Evolutionary biologist says there’s no evidence coronavirus escaped from Wuhan lab.

(AP Photo/Ng Han Guan) Security personnel near the entrance of the Wuhan Institute of Virology during a visit by the World Health Organization team in Wuhan in China's Hubei province on Wednesday, Feb. 3, 2021. A new report casts doubt on the theory that the COVID-19 virus originated at the Wuhan lab.

Editor’s note This story is available to Salt Lake Tribune subscribers only. Thank you for supporting local journalism.

The COVID-19 pandemic almost certainly originated from a wild animal and not from a laboratory leak, according to a new report from nearly two dozen leading virus experts from around the globe, including a virologist at the University of Utah.

Dr. Steven Goldstein is an evolutionary biologist. He says we don’t know for certain where the virus originated, but given the current information, the most likely scenario is the pandemic began at the Huanan Seafood Wholesale Market in Wuhan.

“If you look at where the first cases in Wuhan were, there’s a really striking concentration of those cases starting in the neighborhoods surrounding this market and spreading outward from there. Similarly, the excess deaths observed in Wuhan begin in the part of the city that includes that market and then spread to other parts of the city,” Goldstein said.

It’s not just that geographic evidence that has convinced Goldstein. He says those markets were selling animals that are susceptible to carrying the virus, which he says Chinese authorities tried to cover up.

“We’ve got this geographic association between the animal market and the earlier cases. We’ve got the right animal to spread this virus to humans in the animal market. Those are two of the big lines of evidence we point to,” Goldstein said.

It seems natural to wonder if the virus may have escaped from the Wuhan Institute of Virology, a coronavirus research laboratory. That hypothesis has gained some prominence lately. The Wall Street Journal reported in May on U.S. intelligence reports about how several workers at the virology lab became sick with symptoms “consistent with both COVID-19 and other seasonal illnesses.”

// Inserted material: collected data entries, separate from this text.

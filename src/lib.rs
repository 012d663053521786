// Gridclick - Library exports for the binary, tests and benchmarks

pub mod audio;
pub mod connection;
pub mod messaging;
pub mod sequencer;
pub mod settings;
pub mod synth;
pub mod ui;

// Re-export commonly used types for convenience
pub use audio::AudioError;
pub use audio::engine::AudioEngine;
pub use audio::timing::{AudioClock, AudioTiming, ManualClock, UnavailableClock};
pub use audio::trigger::{EngineTrigger, RecordingTrigger, SoundTrigger, ToneEvent};
pub use connection::wake_lock::{SystemWakeLock, TrackedWakeLock, WakeLock};
pub use messaging::channels::{create_event_channel, create_tone_channel};
pub use messaging::event::MetronomeEvent;
pub use sequencer::{
    AccentLevel, BarCycle, LookAheadScheduler, ManualTicker, Metronome, MetronomeError, Pattern,
    PlaybackState, SequenceConfig, StepMode, StepVisual, Tempo, TransportState,
};
pub use settings::{AccentKey, AccentProfile, AccentProfiles, SettingsStore};
pub use synth::oscillator::Waveform;
pub use synth::voice_manager::VoiceManager;
// Synth module - Click voices rendered by the audio callback

pub mod envelope;
pub mod oscillator;
pub mod voice;
pub mod voice_manager;
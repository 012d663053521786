// Notifications - Status messages shown on the UI status line

use std::time::{SystemTime, UNIX_EPOCH};

/// Severity of a notification
#[derive(Debug, Clone, Copy, PartialEq, Eq)]
pub enum NotificationLevel {
    Info,
    Warning,
    Error,
}

/// Where a notification comes from
#[derive(Debug, Clone, Copy, PartialEq, Eq)]
pub enum NotificationCategory {
    Audio,
    Transport,
    Settings,
    WakeLock,
    Generic,
}

/// Notification with timestamp and metadata
#[derive(Debug, Clone)]
pub struct Notification {
    pub level: NotificationLevel,
    pub category: NotificationCategory,
    pub message: String,
    pub timestamp: u64, // Unix timestamp in milliseconds
}

impl Notification {
    /// Create a notification stamped with the current time
    pub fn new(
        level: NotificationLevel,
        category: NotificationCategory,
        message: impl Into<String>,
    ) -> Self {
        let timestamp = SystemTime::now()
            .duration_since(UNIX_EPOCH)
            .unwrap_or_default()
            .as_millis() as u64;

        Self {
            level,
            category,
            message: message.into(),
            timestamp,
        }
    }

    pub fn info(category: NotificationCategory, message: impl Into<String>) -> Self {
        Self::new(NotificationLevel::Info, category, message)
    }

    pub fn warning(category: NotificationCategory, message: impl Into<String>) -> Self {
        Self::new(NotificationLevel::Warning, category, message)
    }

    pub fn error(category: NotificationCategory, message: impl Into<String>) -> Self {
        Self::new(NotificationLevel::Error, category, message)
    }

    pub fn is_error(&self) -> bool {
        self.level == NotificationLevel::Error
    }
}
// Session timer - Elapsed practice time shown while the pattern runs

use std::time::{Duration, Instant};

#[derive(Debug, Clone, Default)]
pub struct SessionTimer {
    started_at: Option<Instant>,
}

impl SessionTimer {
    pub fn new() -> Self {
        Self::default()
    }

    /// Start counting. Returns false if the timer was already running.
    pub fn start(&mut self) -> bool {
        self.start_at(Instant::now())
    }

    pub fn start_at(&mut self, now: Instant) -> bool {
        if self.started_at.is_some() {
            return false;
        }
        self.started_at = Some(now);
        true
    }

    pub fn stop(&mut self) {
        self.started_at = None;
    }

    pub fn is_running(&self) -> bool {
        self.started_at.is_some()
    }

    pub fn elapsed_at(&self, now: Instant) -> Duration {
        self.started_at
            .map(|start| now.saturating_duration_since(start))
            .unwrap_or_default()
    }

    /// `mm:ss` at `now`, "00:00" while stopped
    pub fn display_at(&self, now: Instant) -> String {
        format_elapsed(self.elapsed_at(now))
    }

    pub fn display(&self) -> String {
        self.display_at(Instant::now())
    }
}

/// `mm:ss` with minutes wrapping at 60
pub fn format_elapsed(elapsed: Duration) -> String {
    let total_seconds = elapsed.as_secs();
    let minutes = (total_seconds / 60) % 60;
    let seconds = total_seconds % 60;
    format!("{:02}:{:02}", minutes, seconds)
}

The World Health Organization is calling for a thorough investigation of the theory that the SARS-CoV-2 virus escaped from a lab, but Chinese authorities are pushing back against additional scrutiny of the virus’ origins.

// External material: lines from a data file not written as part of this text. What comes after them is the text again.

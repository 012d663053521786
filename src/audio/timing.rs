// Audio timing - The high-resolution clock every click is scheduled against
//
// The engine's clock is a sample counter advanced by the audio callback, so
// scheduled times share the device's own timeline instead of the wall clock.

use std::sync::Arc;
use std::sync::atomic::{AtomicU64, Ordering};

use super::AudioError;
use crate::connection::status::{AtomicDeviceStatus, DeviceStatus};

/// Monotonic audio-device clock in seconds
pub trait AudioClock: Send + Sync {
    /// Current audio time in seconds
    fn now(&self) -> f64;

    /// Make sure the clock is running before a session starts.
    /// Fails when no audio output is available.
    fn resume(&self) -> Result<(), AudioError>;
}

/// Shared sample counter, incremented by the audio callback
#[derive(Clone, Debug)]
pub struct AudioTiming {
    /// Current sample position (incremented by audio callback)
    sample_position: Arc<AtomicU64>,
    /// Sample rate (for timestamp conversions)
    sample_rate: f64,
}

impl AudioTiming {
    pub fn new(sample_rate: f32) -> Self {
        Self {
            sample_position: Arc::new(AtomicU64::new(0)),
            sample_rate: sample_rate as f64,
        }
    }

    /// Get current sample position
    pub fn current_sample(&self) -> u64 {
        self.sample_position.load(Ordering::Relaxed)
    }

    /// Advance sample position (called from audio callback)
    pub fn advance(&self, frames: usize) {
        self.sample_position
            .fetch_add(frames as u64, Ordering::Relaxed);
    }

    /// Current position in seconds
    pub fn current_seconds(&self) -> f64 {
        self.samples_to_seconds(self.current_sample())
    }

    fn samples_to_seconds(&self, samples: u64) -> f64 {
        samples as f64 / self.sample_rate
    }

    /// Convert an audio time to the sample it falls on.
    /// Negative times map to sample 0.
    pub fn seconds_to_samples(&self, seconds: f64) -> u64 {
        if seconds <= 0.0 {
            return 0;
        }
        (seconds * self.sample_rate).round() as u64
    }

    /// Get sample rate
    pub fn sample_rate(&self) -> f32 {
        self.sample_rate as f32
    }
}

/// Clock of a running [`AudioEngine`](super::engine::AudioEngine)
#[derive(Clone)]
pub struct EngineClock {
    timing: AudioTiming,
    status: AtomicDeviceStatus,
}

impl EngineClock {
    pub fn new(timing: AudioTiming, status: AtomicDeviceStatus) -> Self {
        Self { timing, status }
    }
}

impl AudioClock for EngineClock {
    fn now(&self) -> f64 {
        self.timing.current_seconds()
    }

    fn resume(&self) -> Result<(), AudioError> {
        match self.status.get() {
            DeviceStatus::Connected => Ok(()),
            status => Err(AudioError::DeviceUnavailable(status)),
        }
    }
}

/// Externally driven clock for tests and headless use
///
/// Cloning shares the same time value.
#[derive(Clone, Debug, Default)]
pub struct ManualClock {
    // f64 bits
    seconds: Arc<AtomicU64>,
}

impl ManualClock {
    pub fn new(seconds: f64) -> Self {
        Self {
            seconds: Arc::new(AtomicU64::new(seconds.to_bits())),
        }
    }

    pub fn set(&self, seconds: f64) {
        self.seconds.store(seconds.to_bits(), Ordering::Relaxed);
    }

    /// Move the clock forward by `seconds`, returns the new time
    pub fn advance(&self, seconds: f64) -> f64 {
        let now = self.now() + seconds;
        self.set(now);
        now
    }
}

impl AudioClock for ManualClock {
    fn now(&self) -> f64 {
        f64::from_bits(self.seconds.load(Ordering::Relaxed))
    }

    fn resume(&self) -> Result<(), AudioError> {
        Ok(())
    }
}

/// Stand-in when no output device could be opened: every start is refused
#[derive(Clone, Debug, Default)]
pub struct UnavailableClock;

impl AudioClock for UnavailableClock {
    fn now(&self) -> f64 {
        0.0
    }

    fn resume(&self) -> Result<(), AudioError> {
        Err(AudioError::ClockUnavailable)
    }
}

#[cfg(test)]
mod tests {
    use super::*;

    #[test]
    fn test_timing_creation() {
        let timing = AudioTiming::new(48000.0);
        assert_eq!(timing.current_sample(), 0);
        assert_eq!(timing.sample_rate(), 48000.0);
        assert_eq!(timing.current_seconds(), 0.0);
    }

    #[test]
    fn test_advance_samples() {
        let timing = AudioTiming::new(48000.0);
        timing.advance(480);
        assert_eq!(timing.current_sample(), 480);
        timing.advance(480);
        assert_eq!(timing.current_sample(), 960);
        assert!((timing.current_seconds() - 0.02).abs() < 1e-12);
    }

    #[test]
    fn test_seconds_to_samples() {
        let timing = AudioTiming::new(48000.0);
        assert_eq!(timing.seconds_to_samples(1.0), 48000);
        assert_eq!(timing.seconds_to_samples(0.125), 6000);
        assert_eq!(timing.seconds_to_samples(-0.5), 0);
    }

    #[test]
    fn test_engine_clock_requires_connection() {
        let timing = AudioTiming::new(44100.0);
        let status = AtomicDeviceStatus::new(DeviceStatus::Connecting);
        let clock = EngineClock::new(timing.clone(), status.clone());

        assert!(clock.resume().is_err());
        status.set(DeviceStatus::Connected);
        assert!(clock.resume().is_ok());

        timing.advance(44100);
        assert!((clock.now() - 1.0).abs() < 1e-12);
    }

    #[test]
    fn test_manual_clock_shared_between_clones() {
        let clock = ManualClock::new(1.5);
        let other = clock.clone();
        clock.advance(0.25);
        assert_eq!(other.now(), 1.75);
        other.set(3.0);
        assert_eq!(clock.now(), 3.0);
    }

    #[test]
    fn test_unavailable_clock_refuses() {
        assert!(matches!(
            UnavailableClock.resume(),
            Err(AudioError::ClockUnavailable)
        ));
    }
}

Closer to home, Utah Rep. Chris Stewart, a member of the House Intelligence Committee, has frequently made arguments about the viability of the “lab leak” theory. He’s slammed Democrats for not holding a hearing on the virus’ origins and defended former President Donald Trump’s early contention the virus escaped from a lab. Stewart has also proposed legislation to bar U.S. funding of so-called “gain-of-function” research in foreign countries, something Dr. Anthony Fauci has vehemently denied was taking place at the Wuhan lab.

Goldstein says there’s simply no evidence the virus was engineered in a lab. He also disputes the theory that researchers at the Wuhan lab were studying it and it escaped. He says the virus, or even a virus very close to COVID-19, was not known to scientists before the pandemic.

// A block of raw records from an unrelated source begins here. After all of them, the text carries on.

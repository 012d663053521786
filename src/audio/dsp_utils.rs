// DSP utilities - Output hygiene for the click mix
//
// Everything here runs inside the audio callback: no allocation, no locks.

/// Values below this are treated as zero
const DENORMAL_THRESHOLD: f32 = 1e-15;

/// Master volume changes are smoothed over this time constant
pub const MASTER_SMOOTHING_MS: f32 = 10.0;

/// Replace denormal-range values with 0.0
///
/// The tail of every click decays towards zero; keeping it out of the
/// denormal range avoids slow float paths on some CPUs.
#[inline]
pub fn flush_denormals_to_zero(x: f32) -> f32 {
    if x.abs() < DENORMAL_THRESHOLD { 0.0 } else { x }
}

/// tanh saturation, keeps overlapping clicks inside [-1, 1]
#[inline]
pub fn soft_clip(x: f32) -> f32 {
    x.tanh()
}

/// First-order low-pass on a control value
///
/// `y[n] = y[n-1] + a * (x[n] - y[n-1])` with `a = 1 / (tau * sample_rate)`.
#[derive(Debug, Clone)]
pub struct OnePoleSmoother {
    current: f32,
    coefficient: f32,
}

impl OnePoleSmoother {
    pub fn new(initial_value: f32, time_constant_ms: f32, sample_rate: f32) -> Self {
        let time_constant_samples = (time_constant_ms * 0.001 * sample_rate).max(1.0);

        Self {
            current: initial_value,
            coefficient: (1.0 / time_constant_samples).min(1.0),
        }
    }

    #[inline]
    pub fn process(&mut self, target: f32) -> f32 {
        self.current += self.coefficient * (target - self.current);
        self.current = flush_denormals_to_zero(self.current);
        self.current
    }

    pub fn get(&self) -> f32 {
        self.current
    }
}

/// Final gain stage applied to the summed voices
#[derive(Debug, Clone)]
pub struct MasterGain {
    smoother: OnePoleSmoother,
}

impl MasterGain {
    pub fn new(initial_volume: f32, sample_rate: f32) -> Self {
        Self {
            smoother: OnePoleSmoother::new(initial_volume, MASTER_SMOOTHING_MS, sample_rate),
        }
    }

    /// Flush, scale by the smoothed volume, then saturate
    #[inline]
    pub fn process(&mut self, sample: f32, target_volume: f32) -> f32 {
        let gain = self.smoother.process(target_volume);
        soft_clip(flush_denormals_to_zero(sample) * gain)
    }
}
// Pattern - The step grid of accent levels
// One cell per step, each cell is off or one of three accent levels

use crate::sequencer::timeline::StepMode;

/// Accent level of one grid cell, weakest to strongest
#[derive(Debug, Clone, Copy, PartialEq, Eq, Hash, Default, serde::Serialize, serde::Deserialize)]
#[repr(u8)]
pub enum AccentLevel {
    /// Cell is silent
    #[default]
    Off = 0,
    /// Plays the `state1` profile
    Weak = 1,
    /// Plays the `state2` profile
    Medium = 2,
    /// Plays the `state3` profile
    Strong = 3,
}

impl AccentLevel {
    /// Convert a raw cell value (0..=3)
    pub fn from_u8(value: u8) -> Option<Self> {
        match value {
            0 => Some(AccentLevel::Off),
            1 => Some(AccentLevel::Weak),
            2 => Some(AccentLevel::Medium),
            3 => Some(AccentLevel::Strong),
            _ => None,
        }
    }

    /// Raw cell value (0..=3)
    pub fn as_u8(self) -> u8 {
        self as u8
    }

    /// Next value when a cell is clicked: 3 → 2 → 1 → 0 → 3
    pub fn next_in_cycle(self) -> Self {
        match self {
            AccentLevel::Strong => AccentLevel::Medium,
            AccentLevel::Medium => AccentLevel::Weak,
            AccentLevel::Weak => AccentLevel::Off,
            AccentLevel::Off => AccentLevel::Strong,
        }
    }

    pub fn is_off(self) -> bool {
        self == AccentLevel::Off
    }
}

/// A bar of accent cells
///
/// The length always matches the mode the pattern was built for; the owning
/// [`SequenceConfig`](crate::sequencer::sequence::SequenceConfig) rebuilds it
/// whenever the mode changes.
#[derive(Debug, Clone, PartialEq, Eq)]
pub struct Pattern {
    cells: Vec<AccentLevel>,
}

impl Pattern {
    /// Create a silent pattern for the given mode
    pub fn empty(mode: StepMode) -> Self {
        Self {
            cells: vec![AccentLevel::Off; mode.steps_per_bar()],
        }
    }

    /// Built-in layout: strongest accent on every beat, everything else off.
    ///
    /// 16 steps → cells 0, 4, 8, 12. 12 steps → cells 0, 3, 6, 9.
    pub fn default_for(mode: StepMode) -> Self {
        let mut pattern = Self::empty(mode);
        let beat = mode.steps_per_beat();
        for cell in pattern.cells.iter_mut().step_by(beat) {
            *cell = AccentLevel::Strong;
        }
        pattern
    }

    /// Number of cells (always equals the mode's steps per bar)
    pub fn len(&self) -> usize {
        self.cells.len()
    }

    pub fn is_empty(&self) -> bool {
        self.cells.is_empty()
    }

    /// Accent at `index`, `None` when out of range
    pub fn get(&self, index: usize) -> Option<AccentLevel> {
        self.cells.get(index).copied()
    }

    /// All cells in step order
    pub fn cells(&self) -> &[AccentLevel] {
        &self.cells
    }

    /// Overwrite one cell. Returns false when `index` is out of range.
    pub fn set(&mut self, index: usize, level: AccentLevel) -> bool {
        match self.cells.get_mut(index) {
            Some(cell) => {
                *cell = level;
                true
            }
            None => false,
        }
    }

    /// Advance one cell round-robin (3 → 2 → 1 → 0 → 3) and return its new value
    pub fn cycle_step(&mut self, index: usize) -> Option<AccentLevel> {
        let cell = self.cells.get_mut(index)?;
        *cell = cell.next_in_cycle();
        Some(*cell)
    }

    /// Turn every cell off
    pub fn clear(&mut self) {
        self.cells.fill(AccentLevel::Off);
    }

    /// Number of cells that will produce a sound
    pub fn active_count(&self) -> usize {
        self.cells.iter().filter(|c| !c.is_off()).count()
    }
}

“There’s no real reason to put any weight on the possibility of a lab leak right now. We’ve got nothing that points to the lab other than suspicion and innuendo based on the idea of not trusting China. Nobody should trust the Chinese government, but we just take a critical look at the evidence that is available and saying what is most likely,” Goldstein said.

Goldstein admits there’s no evidence that China is not covering up evidence that the virus escaped from the lab.

“I can’t prove they’re not. I can prove they covered up what animals were for sale in the market, and that should tell us something,” Goldstein said.

Discovering the origin of the virus is a crucial piece of the puzzle, but not to prove which theory was ultimately right. Goldstein stresses we need to understand where it came from so we can be prepared to fight a similar outbreak should it occur in the future.

“If this came from an animal in a live animal market, this is the second time it’s happened in 20 years. We got lucky the first time in that there were only 8,000 cases and 800 deaths,” Goldstein explained, referring to the SARS CoV-1 virus, which emerged from China in 2003.

“If we don’t figure out how this happened and generate the political will to eliminate the situations that allow it to happen, then it’s going to keep happening,” Goldstein said.